Point A and B lie on the curve `y=x^2-4x+7`. Point A has coordinates `(4,7)` and B is the stationary point of the curve. The equation of a line L is y=mx-2 Where m is a constant. In the case where L passes through the midpoint of AB find the value of m?

Answer 1

`7/3`.

Explanation:

At the stationary point, `dy/dx=0`.

`:. d/dx{x^2-4x+7}=0`.

`:. 2x-4=0`.

`:. x=2`.

The corresponding `y=x^2-4x+7=2^2-4xx2+7=3`.

`:. B=B(2,3)`.

Given that, `A=A(4,7)`.

`:." The mid-point "M" of "AB" is, given by, "`

`M=M((2+4)/2,(3+7)/2)=M(3,5).`

`because, M in L : y=mx-2, :., 5=m(3)-2," giving,"`

`m=7/3`.

Enjoy Maths.!

Answer 2

`m = 7/3`

Explanation:

The function will have a stationary point when `dy/dx = 0`.

`dy/dx= 2x - 4`

So

`0 = 2x -4 -> 4 = 2x -> x = 2`

The corresponding value of `y` is`y = 2^2 - 4(2) + 7 = 3`

We now must find the midpoint between `(2, 3)` and `(4, 7)`.
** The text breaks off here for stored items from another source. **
//! Ordered, deduplicated message collection for the active conversation.
//!
//! Entries are kept in non-decreasing timestamp order; equal timestamps keep
//! arrival order. Each message id appears at most once.

use chatsync_messaging::{Message, MessageId};
use serde::Serialize;
use std::collections::HashSet;
use std::fmt::{self, Display};
use uuid::Uuid;

/// Identifies one peer selection. Results issued under an older token are stale.
#[derive(Debug, Clone, Copy, PartialEq, Eq, Hash, Serialize)]
pub struct SelectionToken(Uuid);

impl SelectionToken {
    pub fn new() -> Self {
        Self(Uuid::new_v4())
    }
}

impl Default for SelectionToken {
    fn default() -> Self {
        Self::new()
    }
}

impl Display for SelectionToken {
    fn fmt(&self, f: &mut fmt::Formatter<'_>) -> fmt::Result {
        write!(f, "{}", self.0)
    }
}

#[derive(Debug, Clone, Copy, PartialEq, Eq)]
pub enum Applied {
    Added { index: usize },
    Duplicate,
}

impl Applied {
    pub fn is_added(&self) -> bool {
        matches!(self, Self::Added { .. })
    }
}

#[derive(Debug, Clone, Copy, PartialEq, Eq)]
pub enum HistoryLoad {
    Loaded { count: usize },
    /// The store belongs to a newer selection; nothing changed.
    Stale,
}

#[derive(Debug)]
pub struct MessageStore {
    selection: SelectionToken,
    messages: Vec<Message>,
    ids: HashSet<MessageId>,
}

impl MessageStore {
    pub fn new(selection: SelectionToken) -> Self {
        Self {
            selection,
            messages: Vec::new(),
            ids: HashSet::new(),
        }
    }

    pub fn selection(&self) -> SelectionToken {
        self.selection
    }

    /// Replaces the contents with `history`, which may arrive in any order.
    ///
    /// Live messages applied before the history resolved and missing from it
    /// are kept and merged back in. Duplicate ids inside `history` keep their
    /// first occurrence.
    pub fn load_history(&mut self, selection: SelectionToken, history: Vec<Message>) -> HistoryLoad {
        if selection != self.selection {
            return HistoryLoad::Stale;
        }

        let live = std::mem::take(&mut self.messages);
        self.ids.clear();

        let mut sorted: Vec<Message> = history
            .into_iter()
            .filter(|message| self.ids.insert(message.id.clone()))
            .collect();
        sorted.sort_by_key(|message| message.timestamp);
        self.messages = sorted;
        let count = self.messages.len();

        for message in live {
            self.apply_incoming(message);
        }

        HistoryLoad::Loaded { count }
    }

    pub fn apply_incoming(&mut self, message: Message) -> Applied {
        if !self.ids.insert(message.id.clone()) {
            return Applied::Duplicate;
        }

        let index = self.insertion_index(&message);
        self.messages.insert(index, message);
        Applied::Added { index }
    }

    pub fn snapshot(&self) -> &[Message] {
        &self.messages
    }

    pub fn contains(&self, id: &MessageId) -> bool {
        self.ids.contains(id)
    }

    pub fn len(&self) -> usize {
        self.messages.len()
    }

    pub fn is_empty(&self) -> bool {
        self.messages.is_empty()
    }

    // Live traffic is close to chronological, so scan from the tail.
    fn insertion_index(&self, message: &Message) -> usize {
        self.messages
            .iter()
            .rposition(|existing| existing.timestamp <= message.timestamp)
            .map_or(0, |position| position + 1)
    }
}
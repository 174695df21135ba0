use anyhow::Context;
use std::env;
use std::time::Duration;

use crate::typing::DEFAULT_IDLE_TIMEOUT;

const TYPING_IDLE_VAR: &str = "CHATSYNC_TYPING_IDLE_MS";
const COMMAND_BUFFER_VAR: &str = "CHATSYNC_COMMAND_BUFFER";

/// Runtime configuration for the conversation engine.
#[derive(Debug, Clone)]
pub struct EngineConfig {
    /// Quiet period after the last keystroke before "stop typing" is sent.
    pub typing_idle_timeout: Duration,
    /// Capacity of the session runtime's command channel.
    pub command_buffer: usize,
}

impl EngineConfig {
    pub fn from_env() -> anyhow::Result<Self> {
        Self::from_lookup(|key| env::var(key).ok())
    }

    fn from_lookup(lookup: impl Fn(&str) -> Option<String>) -> anyhow::Result<Self> {
        let mut config = Self::default();
        if let Some(raw) = lookup(TYPING_IDLE_VAR) {
            let millis: u64 = raw
                .trim()
                .parse()
                .with_context(|| format!("{TYPING_IDLE_VAR} must be milliseconds, got {raw:?}"))?;
            config.typing_idle_timeout = Duration::from_millis(millis);
        }
        if let Some(raw) = lookup(COMMAND_BUFFER_VAR) {
            let buffer: usize = raw
                .trim()
                .parse()
                .with_context(|| format!("{COMMAND_BUFFER_VAR} must be a count, got {raw:?}"))?;
            anyhow::ensure!(buffer > 0, "{COMMAND_BUFFER_VAR} must be greater than zero");
            config.command_buffer = buffer;
        }
        Ok(config)
    }

    pub fn with_typing_idle_timeout(mut self, timeout: Duration) -> Self {
        self.typing_idle_timeout = timeout;
        self
    }

    pub fn with_command_buffer(mut self, buffer: usize) -> Self {
        self.command_buffer = buffer.max(1);
        self
    }
}

impl Default for EngineConfig {
    fn default() -> Self {
        Self {
            typing_idle_timeout: DEFAULT_IDLE_TIMEOUT,
            command_buffer: 64,
        }
    }
}
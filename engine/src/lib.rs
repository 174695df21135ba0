pub mod config;
pub mod grouping;
pub mod replay;
pub mod session;
pub mod store;
pub mod timer;
pub mod typing;

pub use config::EngineConfig;
pub use grouping::{format_message_time, group_by_day, DayGroup, DayLabel};
pub use session::{
    ChannelTransport, ConversationSession, ConversationView, HistoryError, HistoryFetcher,
    HistoryStatus, LiveTransport, SessionError, SessionHandle, SessionRuntime,
};
pub use store::{MessageStore, SelectionToken};
pub use typing::{LocalIntent, TypingController, TypingSignal};

use tracing::level_filters::LevelFilter;
use tracing_subscriber::EnvFilter;

pub fn init_tracing() {
    let filter = EnvFilter::builder()
        .with_default_directive(LevelFilter::INFO.into())
        .from_env_lossy();

    tracing_subscriber::fmt()
        .with_env_filter(filter)
        .with_target(false)
        .compact()
        .with_writer(std::io::stderr)
        .init();
}
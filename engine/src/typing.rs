//! Typing indicator state for one conversation.
//!
//! The outgoing track debounces local keystrokes into start/stop signals. The
//! incoming track mirrors what the peer reports. There is no local timeout on
//! the incoming track: only an explicit stop from the peer clears it.

use crate::timer::{DelayedTask, Timer, TimerId};
use serde::Serialize;
use std::time::Duration;
use tracing::debug;

pub const DEFAULT_IDLE_TIMEOUT: Duration = Duration::from_millis(1000);

#[derive(Debug, Clone, Copy, PartialEq, Eq, Default, Serialize)]
#[serde(rename_all = "snake_case")]
pub enum LocalIntent {
    #[default]
    Idle,
    Typing,
}

/// Signal to announce to the peer after a local transition.
#[derive(Debug, Clone, Copy, PartialEq, Eq)]
pub enum TypingSignal {
    Start,
    Stop,
}

#[derive(Debug)]
pub struct TypingController {
    idle_timeout: Duration,
    local: LocalIntent,
    remote_active: bool,
    idle: DelayedTask,
}

impl TypingController {
    pub fn new(idle_timeout: Duration) -> Self {
        Self {
            idle_timeout,
            local: LocalIntent::Idle,
            remote_active: false,
            idle: DelayedTask::default(),
        }
    }

    pub fn local_intent(&self) -> LocalIntent {
        self.local
    }

    pub fn remote_active(&self) -> bool {
        self.remote_active
    }

    /// Input box contents changed.
    pub fn input_changed(&mut self, content: &str, timer: &mut dyn Timer) -> Option<TypingSignal> {
        if content.trim().is_empty() {
            return self.enter_idle(timer);
        }

        let id = self.idle.arm(timer, self.idle_timeout);
        debug!(?id, "typing idle timer armed");

        match self.local {
            LocalIntent::Typing => None,
            LocalIntent::Idle => {
                self.local = LocalIntent::Typing;
                Some(TypingSignal::Start)
            }
        }
    }

    /// A message was handed to the transport.
    pub fn submitted(&mut self, timer: &mut dyn Timer) -> Option<TypingSignal> {
        self.enter_idle(timer)
    }

    /// An idle expiry arrived. Superseded or cancelled ids are ignored.
    pub fn timer_fired(&mut self, id: TimerId) -> Option<TypingSignal> {
        if !self.idle.fire(id) {
            debug!(?id, "stale typing timer ignored");
            return None;
        }
        self.transition_to_idle()
    }

    /// Returns whether the indicator changed.
    pub fn remote_started(&mut self) -> bool {
        !std::mem::replace(&mut self.remote_active, true)
    }

    /// Returns whether the indicator changed.
    pub fn remote_stopped(&mut self) -> bool {
        std::mem::replace(&mut self.remote_active, false)
    }

    /// Releases the pending timer when the conversation goes away.
    pub fn shutdown(&mut self, timer: &mut dyn Timer) -> Option<TypingSignal> {
        self.remote_active = false;
        self.enter_idle(timer)
    }

    fn enter_idle(&mut self, timer: &mut dyn Timer) -> Option<TypingSignal> {
        self.idle.cancel(timer);
        self.transition_to_idle()
    }

    fn transition_to_idle(&mut self) -> Option<TypingSignal> {
        match std::mem::replace(&mut self.local, LocalIntent::Idle) {
            LocalIntent::Typing => Some(TypingSignal::Stop),
            LocalIntent::Idle => None,
        }
    }
}

impl Default for TypingController {
    fn default() -> Self {
        Self::new(DEFAULT_IDLE_TIMEOUT)
    }
}
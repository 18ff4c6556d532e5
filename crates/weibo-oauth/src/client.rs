//! Weibo OAuth2 client.
//!
//! Provides async HTTP access to the provider endpoints:
//! - Authorize-URL construction (API host and website-flow host)
//! - Code-for-token exchange and token refresh
//! - Token introspection
//! - User-profile fetch with transparent refresh of expired tokens

use std::sync::Arc;
use std::time::Duration;

use reqwest::Client;
use reqwest_middleware::{ClientBuilder, ClientWithMiddleware};
use reqwest_retry::{RetryTransientMiddleware, policies::ExponentialBackoff};
use url::Url;

use crate::config::{Config, api};
use crate::error::{OAuthError, OAuthResult};
use crate::models::{TokenInfo, UserProfile};
use crate::store::{MemoryStore, TokenStore};
use crate::token::{AccessToken, TokenData, now_ms};

/// Optional parameters for the authorize URL.
///
/// Unset fields fall back to the provider defaults (`users_show` scope, empty
/// state, `default` display; `language` is omitted entirely when unset).
#[derive(Debug, Clone, Default)]
pub struct AuthorizeOptions {
    /// Opaque value echoed back on the callback.
    pub state: Option<String>,

    /// Requested scope.
    pub scope: Option<String>,

    /// Consent page rendering (`default`, `mobile`, `wap`, `client`, ...).
    pub display: Option<String>,

    /// Consent page language (`zh_CN`, `zh_TW`, `en`).
    pub language: Option<String>,
}

impl AuthorizeOptions {
    /// Options carrying only a state value, the common case.
    #[must_use]
    pub fn with_state(state: impl Into<String>) -> Self {
        Self { state: Some(state.into()), ..Self::default() }
    }
}

/// A profile request, normalized from either a bare uid or uid plus language.
#[derive(Debug, Clone)]
pub struct UserQuery {
    pub uid: String,

    /// Profile language (`zh_CN`, `zh_TW`, `en`).
    pub lang: Option<String>,
}

impl UserQuery {
    #[must_use]
    pub fn new(uid: impl Into<String>) -> Self {
        Self { uid: uid.into(), lang: None }
    }

    #[must_use]
    pub fn with_lang(uid: impl Into<String>, lang: impl Into<String>) -> Self {
        Self { uid: uid.into(), lang: Some(lang.into()) }
    }
}

impl From<&str> for UserQuery {
    fn from(uid: &str) -> Self {
        Self::new(uid)
    }
}

impl From<String> for UserQuery {
    fn from(uid: String) -> Self {
        Self::new(uid)
    }
}

/// Weibo OAuth2 client.
///
/// Cheap to clone; the transport pool and token store are shared.
#[derive(Clone)]
pub struct OAuthClient {
    /// HTTP client with retry middleware for transient transport failures.
    client: ClientWithMiddleware,

    config: Config,

    /// Token persistence, keyed by uid.
    store: Arc<dyn TokenStore>,
}

impl OAuthClient {
    /// Create a client backed by the in-memory token store.
    ///
    /// The memory store is process-local; a warning is logged when `APP_ENV`
    /// is `production`, since tokens then vanish on restart and are invisible
    /// to other instances.
    ///
    /// # Errors
    ///
    /// Returns error if HTTP client initialization fails.
    pub fn new(config: Config) -> anyhow::Result<Self> {
        if std::env::var("APP_ENV").is_ok_and(|v| v == "production") {
            tracing::warn!(
                "in-memory token store used in production; supply a durable TokenStore via with_store"
            );
        }
        Self::with_store(config, Arc::new(MemoryStore::new()))
    }

    /// Create a client with an injected token store.
    ///
    /// # Errors
    ///
    /// Returns error if a configured base URL is malformed or HTTP client
    /// initialization fails.
    pub fn with_store(config: Config, store: Arc<dyn TokenStore>) -> anyhow::Result<Self> {
        Url::parse(&config.api_base_url)
            .map_err(|err| anyhow::anyhow!("invalid api_base_url {:?}: {err}", config.api_base_url))?;
        Url::parse(&config.website_auth_base_url).map_err(|err| {
            anyhow::anyhow!("invalid website_auth_base_url {:?}: {err}", config.website_auth_base_url)
        })?;

        let client = Client::builder()
            .timeout(config.request_timeout)
            .connect_timeout(config.connect_timeout)
            .gzip(true)
            .build()?;

        let retry_policy = ExponentialBackoff::builder()
            .retry_bounds(Duration::from_secs(1), Duration::from_secs(10))
            .build_with_max_retries(2);

        let client = ClientBuilder::new(client)
            .with(RetryTransientMiddleware::new_with_policy(retry_policy))
            .build();

        Ok(Self { client, config, store })
    }

    /// Build the consent-page URL for the standard flow.
    ///
    /// Pure string construction, no I/O. The returned URL carries the query
    /// parameters in a fixed order and ends with the `#weibo_redirect`
    /// fragment.
    #[must_use]
    pub fn authorize_url(&self, redirect_uri: &str, opts: &AuthorizeOptions) -> String {
        self.build_authorize_url(&self.config.api_base_url, redirect_uri, opts)
    }

    /// Build the consent-page URL for the website flow.
    ///
    /// Same contract as [`authorize_url`](Self::authorize_url) against the
    /// website-flow host.
    #[must_use]
    pub fn authorize_url_for_website(&self, redirect_uri: &str, opts: &AuthorizeOptions) -> String {
        self.build_authorize_url(&self.config.website_auth_base_url, redirect_uri, opts)
    }

    fn build_authorize_url(&self, base: &str, redirect_uri: &str, opts: &AuthorizeOptions) -> String {
        // Base URLs are validated at construction, but the Config fields are
        // public; a mutated malformed host must not panic here.
        let Ok(mut url) = Url::parse(&format!("{base}/oauth2/authorize")) else {
            tracing::warn!(base, "malformed base URL, returning empty authorize URL");
            return String::new();
        };

        {
            let mut pairs = url.query_pairs_mut();
            pairs.append_pair("client_id", &self.config.client_id);
            pairs.append_pair("redirect_uri", redirect_uri);
            pairs.append_pair("response_type", "code");
            pairs.append_pair("scope", opts.scope.as_deref().unwrap_or(api::DEFAULT_SCOPE));
            pairs.append_pair("state", opts.state.as_deref().unwrap_or(""));
            pairs.append_pair("display", opts.display.as_deref().unwrap_or(api::DEFAULT_DISPLAY));
            if let Some(language) = &opts.language {
                pairs.append_pair("language", language);
            }
        }
        url.set_fragment(Some(api::REDIRECT_FRAGMENT));

        url.to_string()
    }

    /// Exchange an authorization code for an access token.
    ///
    /// The received record is stamped with the local receipt time and
    /// persisted through the token store before being returned; a store
    /// failure overrides the successful exchange.
    ///
    /// # Errors
    ///
    /// Returns error on transport failure, provider error payload, or store
    /// failure.
    pub async fn get_access_token(&self, code: &str) -> OAuthResult<AccessToken> {
        let url = format!("{}/oauth2/access_token", self.config.api_base_url);

        let mut form = vec![
            ("client_id", self.config.client_id.as_str()),
            ("client_secret", self.config.client_secret.as_str()),
            ("code", code),
            ("grant_type", "authorization_code"),
        ];
        if let Some(redirect_uri) = &self.config.redirect_uri {
            form.push(("redirect_uri", redirect_uri));
        }

        tracing::debug!("exchanging authorization code");
        let data: TokenData = self.post_form(&url, &form).await?;
        self.process_token(data).await
    }

    /// Obtain a fresh access token from a refresh token.
    ///
    /// Same post-processing as [`get_access_token`](Self::get_access_token):
    /// local receipt stamp, then persist through the store.
    ///
    /// # Errors
    ///
    /// Returns error on transport failure, provider error payload, or store
    /// failure.
    pub async fn refresh_access_token(&self, refresh_token: &str) -> OAuthResult<AccessToken> {
        let url = format!("{}/oauth2/access_token", self.config.api_base_url);

        let form = [
            ("client_id", self.config.client_id.as_str()),
            ("client_secret", self.config.client_secret.as_str()),
            ("grant_type", "refresh_token"),
            ("refresh_token", refresh_token),
        ];

        tracing::debug!("refreshing access token");
        let data: TokenData = self.post_form(&url, &form).await?;
        self.process_token(data).await
    }

    /// Fetch a user profile by uid, refreshing the stored token when needed.
    ///
    /// Accepts a bare uid (`&str`/`String`) or a [`UserQuery`] with a
    /// language. A still-valid stored token is used directly; an expired one
    /// triggers exactly one refresh (persisted through the store) before the
    /// profile call. A refresh failure is terminal for the call.
    ///
    /// Two concurrent calls for the same expired uid may both refresh; the
    /// store's concurrency discipline is the caller's responsibility.
    ///
    /// # Errors
    ///
    /// [`OAuthError::NoToken`] when nothing is stored for the uid,
    /// [`OAuthError::NoRefreshToken`] when the stored token is expired and
    /// not refreshable, otherwise transport/provider/store errors.
    pub async fn get_user(&self, query: impl Into<UserQuery>) -> OAuthResult<UserProfile> {
        let query = query.into();

        let Some(data) = self.store.get(&query.uid).await? else {
            return Err(OAuthError::no_token(&query.uid));
        };

        let token = AccessToken::new(data);
        if token.is_valid() {
            return self.fetch_user(&query, token.access_token()).await;
        }

        tracing::debug!(uid = %query.uid, "stored token expired, refreshing");
        let refresh_token = token
            .data()
            .refresh_token
            .as_deref()
            .filter(|r| !r.is_empty())
            .ok_or_else(|| OAuthError::NoRefreshToken { uid: query.uid.clone() })?
            .to_owned();

        let refreshed = self.refresh_access_token(&refresh_token).await?;
        self.fetch_user(&query, refreshed.access_token()).await
    }

    /// Exchange a code and fetch the resulting user's profile in one step.
    ///
    /// # Errors
    ///
    /// An exchange failure propagates without touching the profile endpoint.
    pub async fn get_user_by_code(&self, code: &str) -> OAuthResult<UserProfile> {
        let token = self.get_access_token(code).await?;
        let uid = token.uid().to_owned();
        self.get_user(uid).await
    }

    /// Introspect an access token.
    ///
    /// Not part of the refresh flow; exposed for callers that want to inspect
    /// token metadata server-side.
    ///
    /// # Errors
    ///
    /// Returns error on transport failure or provider error payload.
    pub async fn get_token_info(&self, uid: &str, access_token: &str) -> OAuthResult<TokenInfo> {
        let url = format!("{}/oauth2/get_token_info", self.config.api_base_url);
        let params = [("access_token", access_token), ("uid", uid)];
        self.get(&url, &params).await
    }

    /// Issue the profile-fetch call with an explicit access token.
    async fn fetch_user(&self, query: &UserQuery, access_token: &str) -> OAuthResult<UserProfile> {
        let url = format!("{}/2/users/show.json", self.config.api_base_url);

        let mut params = vec![("access_token", access_token), ("uid", query.uid.as_str())];
        if let Some(lang) = &query.lang {
            params.push(("lang", lang));
        }

        tracing::debug!(uid = %query.uid, "fetching user profile");
        self.get(&url, &params).await
    }

    /// Stamp the local receipt time and persist the token.
    ///
    /// A save failure overrides the successful exchange.
    async fn process_token(&self, mut data: TokenData) -> OAuthResult<AccessToken> {
        data.created_at = now_ms();
        self.store.save(&data.uid, &data).await?;
        Ok(AccessToken::new(data))
    }

    /// Make a GET request.
    async fn get<T>(&self, url: &str, params: &[(&str, &str)]) -> OAuthResult<T>
    where
        T: serde::de::DeserializeOwned,
    {
        let response = self.client.get(url).query(params).send().await?;
        Self::decode(response).await
    }

    /// Make a form-encoded POST request.
    async fn post_form<T>(&self, url: &str, form: &[(&str, &str)]) -> OAuthResult<T>
    where
        T: serde::de::DeserializeOwned,
    {
        let response = self.client.post(url).form(form).send().await?;
        Self::decode(response).await
    }

    /// Decode a provider response.
    ///
    /// The provider signals failures in-band: a payload carrying `error_code`
    /// is an error even on HTTP 200, and error statuses usually carry the
    /// same shape. Anything else non-2xx surfaces as `UnexpectedStatus`.
    async fn decode<T>(response: reqwest::Response) -> OAuthResult<T>
    where
        T: serde::de::DeserializeOwned,
    {
        let status = response.status();
        let text = response.text().await?;

        let value: serde_json::Value = match serde_json::from_str(&text) {
            Ok(value) => value,
            Err(err) if status.is_success() => return Err(OAuthError::Parse(err)),
            Err(_) => {
                return Err(OAuthError::UnexpectedStatus { status: status.as_u16(), message: text });
            }
        };

        if let Some(code) = error_code(&value) {
            let message =
                value.get("error").and_then(serde_json::Value::as_str).unwrap_or_default();
            return Err(OAuthError::api(code, message));
        }

        if !status.is_success() {
            return Err(OAuthError::UnexpectedStatus {
                status: status.as_u16(),
                message: value.to_string(),
            });
        }

        serde_json::from_value(value).map_err(OAuthError::from)
    }
}

/// Extract the provider error code, tolerating both numeric and string forms.
fn error_code(value: &serde_json::Value) -> Option<i64> {
    let code = value.get("error_code")?;
    code.as_i64().or_else(|| code.as_str().and_then(|s| s.parse().ok()))
}

impl std::fmt::Debug for OAuthClient {
    fn fmt(&self, f: &mut std::fmt::Formatter<'_>) -> std::fmt::Result {
        f.debug_struct("OAuthClient").field("client_id", &self.config.client_id).finish()
    }
}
`M = ((2 + 4)/2, (3 + 7)/2) = (3, 5)`

We can now effectively solve for `m`:

`5 = 3m - 2`

`m = 7/3`

Hopefully this helps!

Answer 3

`m = 7/3`

Explanation:

To find the stationary point, `B`, we must compute the first derivative:

`y' = 2x-4`

We can find the x-coordinate of the stationary point, `B`, by setting the first derivative equal to 0 and the solving for x:

`0 = 2x-4`

`2x=4`

`x = 2`

Find the corresponding y value by evaluating the function at `x = 2`:

`y = 2^2-4(2) + 7`

`y = 3`

Point `B = (2,3)`

The midpoint between `(4,7)` and `(2,3)` is:

`((4+2)/2,(7+3)/2) = (3,5)`

Substitute the point `(3,5)` into the line `y = mx-2` and solve for `m`:

`5=m(3)-2`

`7 = 3m`

`m = 7/3`